→ Problem description
Copy every line of the data exactly, leaving nothing out.

→ Given information
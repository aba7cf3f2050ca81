use std::path::{Path, PathBuf};

use eyre::Context;
use tpm_rs::BlockPos;

pub const CONFIG_FILE_NAME: &str = "tpm_console.json";

#[derive(Debug, serde::Serialize, serde::Deserialize, Clone)]
pub struct ConsoleConfig {
    /// Name of the simulated top-level world, its data lives in `<saves_directory>/<world_name>`.
    pub world_name: String,
    pub saves_directory: PathBuf,
    pub actors: Vec<ActorConfig>,
}

#[derive(Debug, serde::Serialize, serde::Deserialize, Clone)]
pub struct ActorConfig {
    pub name: String,
    pub region: String,
    pub position: BlockPos,
    pub permission_level: u8,
}

impl Default for ConsoleConfig {
    fn default() -> Self {
        Self {
            world_name: "world".to_string(),
            saves_directory: PathBuf::from("saves"),
            actors: vec![
                ActorConfig {
                    name: "Admin".to_string(),
                    region: "minecraft:overworld".to_string(),
                    position: BlockPos::new(0, 64, 0),
                    permission_level: 4,
                },
                ActorConfig {
                    name: "Steve".to_string(),
                    region: "minecraft:overworld".to_string(),
                    position: BlockPos::new(120, 72, -45),
                    permission_level: 0,
                },
                ActorConfig {
                    name: "Alex".to_string(),
                    region: "minecraft:the_nether".to_string(),
                    position: BlockPos::new(15, 40, -6),
                    permission_level: 0,
                },
            ],
        }
    }
}

pub fn load_config(directory: impl AsRef<Path>) -> eyre::Result<ConsoleConfig> {
    let path = directory.as_ref().join(CONFIG_FILE_NAME);
    let file = std::fs::read(&path)?;

    let conf = serde_json::from_slice(&file).with_context(|| format!("Couldn't parse {}", path.display()))?;
    validate_config(&conf)?;

    Ok(conf)
}

pub fn create_initial_config(directory: impl AsRef<Path>) -> eyre::Result<()> {
    let path = directory.as_ref().join(CONFIG_FILE_NAME);

    if !path.exists() {
        let mut file = std::fs::File::create(path)?;
        serde_json::to_writer_pretty(&mut file, &ConsoleConfig::default())?;
    }

    Ok(())
}

pub fn validate_config(conf: &ConsoleConfig) -> eyre::Result<()> {
    if conf.world_name.is_empty() {
        eyre::bail!("`world_name` can't be empty");
    }

    for (i, actor) in conf.actors.iter().enumerate() {
        if conf.actors[..i].iter().any(|other| other.name == actor.name) {
            eyre::bail!("Actor `{}` is defined more than once", actor.name);
        }
    }

    Ok(())
}

#[cfg(test)]
mod tests {
    use super::*;

    #[test]
    fn default_config_is_valid() {
        assert!(validate_config(&ConsoleConfig::default()).is_ok());
    }

    #[test]
    fn duplicate_actors_are_rejected() {
        let mut conf = ConsoleConfig::default();
        let first = conf.actors[0].clone();
        conf.actors.push(first);

        assert!(validate_config(&conf).is_err());
    }
}
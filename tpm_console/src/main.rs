use std::io::BufRead;
use std::path::{Path, PathBuf};

use eyre::Context;
use tpm_rs::{CommandSource, TpmApp, WorldHandle};

use crate::host::ConsoleHost;

mod config;
mod host;

pub static CONSOLE_SOURCE: &str = "console";
/// Permission level of the server console, the highest a source can have.
pub const CONSOLE_PERMISSION_LEVEL: u8 = 4;

fn main() -> eyre::Result<()> {
    let directory = match std::env::args_os().nth(1) {
        Some(dir) => PathBuf::from(dir),
        None => std::env::current_dir()?,
    };

    tpm_rs::config::create_initial_config(&directory)?;
    let conf = tpm_rs::config::load_config(&directory)?;
    tpm_rs::init_logging(conf.log_level)?;

    config::create_initial_config(&directory)?;
    let console_conf = config::load_config(&directory).context("Failed to load console config")?;

    log::info!("Loaded config: {:#?}", conf);

    let world = WorldHandle::server(console_conf.world_name.clone());
    let host = ConsoleHost::new(&console_conf.actors);
    let mut app = TpmApp::new(directory.join(&console_conf.saves_directory), host, conf);

    println!("Commands: `<console|actor> tpm ...`, `suggest <console|actor> tpm ...`, `where <actor>`, `save`, `reload`, `quit`");

    for line in std::io::stdin().lock().lines() {
        let line = line?;
        let line = line.trim();

        if line.is_empty() || line.starts_with('#') {
            continue;
        }

        match line.split_once(' ').unwrap_or((line, "")) {
            ("quit" | "exit", _) => break,
            ("save", _) => {
                app.on_world_save(&world)?;
                println!("Saved the world");
            }
            ("reload", _) => reload_config(&directory, &mut app)?,
            ("where", name) => match app.host().describe(name.trim()) {
                Some(description) => println!("{description}"),
                None => println!("! No player was found"),
            },
            ("suggest", rest) => {
                let (who, command) = rest.split_once(' ').unwrap_or((rest, ""));
                if let Some(source) = command_source(app.host(), &world, who) {
                    println!("{}", app.suggest(&source, command).join(", "));
                }
            }
            (who, command) => match command_source(app.host(), &world, who) {
                Some(source) => app.run_command(&source, command)?,
                None => println!("! Unknown source `{who}`"),
            },
        }
    }

    app.on_world_unload(&world)?;

    Ok(())
}

fn command_source(host: &ConsoleHost, world: &WorldHandle, who: &str) -> Option<CommandSource> {
    if who == CONSOLE_SOURCE {
        return Some(CommandSource {
            actor: None,
            permission_level: CONSOLE_PERMISSION_LEVEL,
            world: world.clone(),
        });
    }

    let actor = tpm_rs::Host::resolve_actor(host, who)?;
    let permission_level = host.permission_level(who)?;

    Some(CommandSource {
        actor: Some(actor),
        permission_level,
        world: world.clone(),
    })
}

fn reload_config(directory: &Path, app: &mut TpmApp<ConsoleHost>) -> eyre::Result<()> {
    log::debug!("Reloading config");

    match tpm_rs::config::load_config(directory) {
        Ok(conf) => {
            tpm_rs::set_log_level(conf.log_level);
            log::debug!("New config loaded: {:#?}", conf);
            app.set_config(conf);
        }
        Err(e) => log::warn!("Failed to reload config, keeping the old one: {e:?}"),
    }

    Ok(())
}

→ Answer space
repository aba7cf3f2050ca81
use std::path::{Path, PathBuf};

use eyre::Context;
use tpm_rs::BlockPos;

pub const CONFIG_FILE_NAME: &str = "tpm_console.json";

#[derive(Debug, serde::Serialize, serde::Deserialize, Clone)]
pub struct ConsoleConfig {
    /// Name of the simulated top-level world, its data lives in `<saves_directory>/<world_name>`.
    pub world_name: String,
    pub saves_directory: PathBuf,
    pub actors: Vec<ActorConfig>,
}

#[derive(Debug, serde::Serialize, serde::Deserialize, Clone)]
pub struct ActorConfig {
    pub name: String,
    pub region: String,
    pub position: BlockPos,
    pub permission_level: u8,
}

impl Default for ConsoleConfig {
    fn default() -> Self {
        Self {
            world_name: "world".to_string(),
            saves_directory: PathBuf::from("saves"),
            actors: vec![
                ActorConfig {
                    name: "Admin".to_string(),
                    region: "minecraft:overworld".to_string(),
                    position: BlockPos::new(0, 64, 0),
                    permission_level: 4,
                },
                ActorConfig {
                    name: "Steve".to_string(),
                    region: "minecraft:overworld".to_string(),
                    position: BlockPos::new(120, 72, -45),
                    permission_level: 0,
                },
                ActorConfig {
                    name: "Alex".to_string(),
                    region: "minecraft:the_nether".to_string(),
                    position: BlockPos::new(15, 40, -6),
                    permission_level: 0,
                },
            ],
        }
    }
}

pub fn load_config(directory: impl AsRef<Path>) -> eyre::Result<ConsoleConfig> {
    let path = directory.as_ref().join(CONFIG_FILE_NAME);
    let file = std::fs::read(&path)?;

    let conf = serde_json::from_slice(&file).with_context(|| format!("Couldn't parse {}", path.display()))?;
    validate_config(&conf)?;

    Ok(conf)
}

pub fn create_initial_config(directory: impl AsRef<Path>) -> eyre::Result<()> {
    let path = directory.as_ref().join(CONFIG_FILE_NAME);

    if !path.exists() {
        let mut file = std::fs::File::create(path)?;
        serde_json::to_writer_pretty(&mut file, &ConsoleConfig::default())?;
    }

    Ok(())
}

pub fn validate_config(conf: &ConsoleConfig) -> eyre::Result<()> {
    if conf.world_name.is_empty() {
        eyre::bail!("`world_name` can't be empty");
    }

    for (i, actor) in conf.actors.iter().enumerate() {
        if conf.actors[..i].iter().any(|other| other.name == actor.name) {
            eyre::bail!("Actor `{}` is defined more than once", actor.name);
        }
    }

    Ok(())
}

#[cfg(test)]
mod tests {
    use super::*;

    #[test]
    fn default_config_is_valid() {
        assert!(validate_config(&ConsoleConfig::default()).is_ok());
    }

    #[test]
    fn duplicate_actors_are_rejected() {
        let mut conf = ConsoleConfig::default();
        let first = conf.actors[0].clone();
        conf.actors.push(first);

        assert!(validate_config(&conf).is_err());
    }
}
filename tpm_console/src/main.rs
use std::io::BufRead;
use std::path::{Path, PathBuf};

use eyre::Context;
use tpm_rs::{CommandSource, TpmApp, WorldHandle};

use crate::host::ConsoleHost;

mod config;
mod host;

pub static CONSOLE_SOURCE: &str = "console";
/// Permission level of the server console, the highest a source can have.
pub const CONSOLE_PERMISSION_LEVEL: u8 = 4;

fn main() -> eyre::Result<()> {
    let directory = match std::env::args_os().nth(1) {
        Some(dir) => PathBuf::from(dir),
        None => std::env::current_dir()?,
    };

    tpm_rs::config::create_initial_config(&directory)?;
    let conf = tpm_rs::config::load_config(&directory)?;
    tpm_rs::init_logging(conf.log_level)?;

    config::create_initial_config(&directory)?;
    let console_conf = config::load_config(&directory).context("Failed to load console config")?;

    log::info!("Loaded config: {:#?}", conf);

    let world = WorldHandle::server(console_conf.world_name.clone());
    let host = ConsoleHost::new(&console_conf.actors);
    let mut app = TpmApp::new(directory.join(&console_conf.saves_directory), host, conf);

    println!("Commands: `<console|actor> tpm ...`, `suggest <console|actor> tpm ...`, `where <actor>`, `save`, `reload`, `quit`");

    for line in std::io::stdin().lock().lines() {
        let line = line?;
        let line = line.trim();

        if line.is_empty() || line.starts_with('#') {
            continue;
        }

        match line.split_once(' ').unwrap_or((line, "")) {
            ("quit" | "exit", _) => break,
            ("save", _) => {
                app.on_world_save(&world)?;
                println!("Saved the world");
            }
            ("reload", _) => reload_config(&directory, &mut app)?,
            ("where", name) => match app.host().describe(name.trim()) {
                Some(description) => println!("{description}"),
                None => println!("! No player was found"),
            },
            ("suggest", rest) => {
                let (who, command) = rest.split_once(' ').unwrap_or((rest, ""));
                if let Some(source) = command_source(app.host(), &world, who) {
                    println!("{}", app.suggest(&source, command).join(", "));
                }
            }
            (who, command) => match command_source(app.host(), &world, who) {
                Some(source) => app.run_command(&source, command)?,
                None => println!("! Unknown source `{who}`"),
            },
        }
    }

    app.on_world_unload(&world)?;

    Ok(())
}

fn command_source(host: &ConsoleHost, world: &WorldHandle, who: &str) -> Option<CommandSource> {
    if who == CONSOLE_SOURCE {
        return Some(CommandSource {
            actor: None,
            permission_level: CONSOLE_PERMISSION_LEVEL,
            world: world.clone(),
        });
    }

    let actor = tpm_rs::Host::resolve_actor(host, who)?;
    let permission_level = host.permission_level(who)?;

    Some(CommandSource {
        actor: Some(actor),
        permission_level,
        world: world.clone(),
    })
}

fn reload_config(directory: &Path, app: &mut TpmApp<ConsoleHost>) -> eyre::Result<()> {
    log::debug!("Reloading config");

    match tpm_rs::config::load_config(directory) {
        Ok(conf) => {
            tpm_rs::set_log_level(conf.log_level);
            log::debug!("New config loaded: {:#?}", conf);
            app.set_config(conf);
        }
        Err(e) => log::warn!("Failed to reload config, keeping the old one: {e:?}"),
    }

    Ok(())
}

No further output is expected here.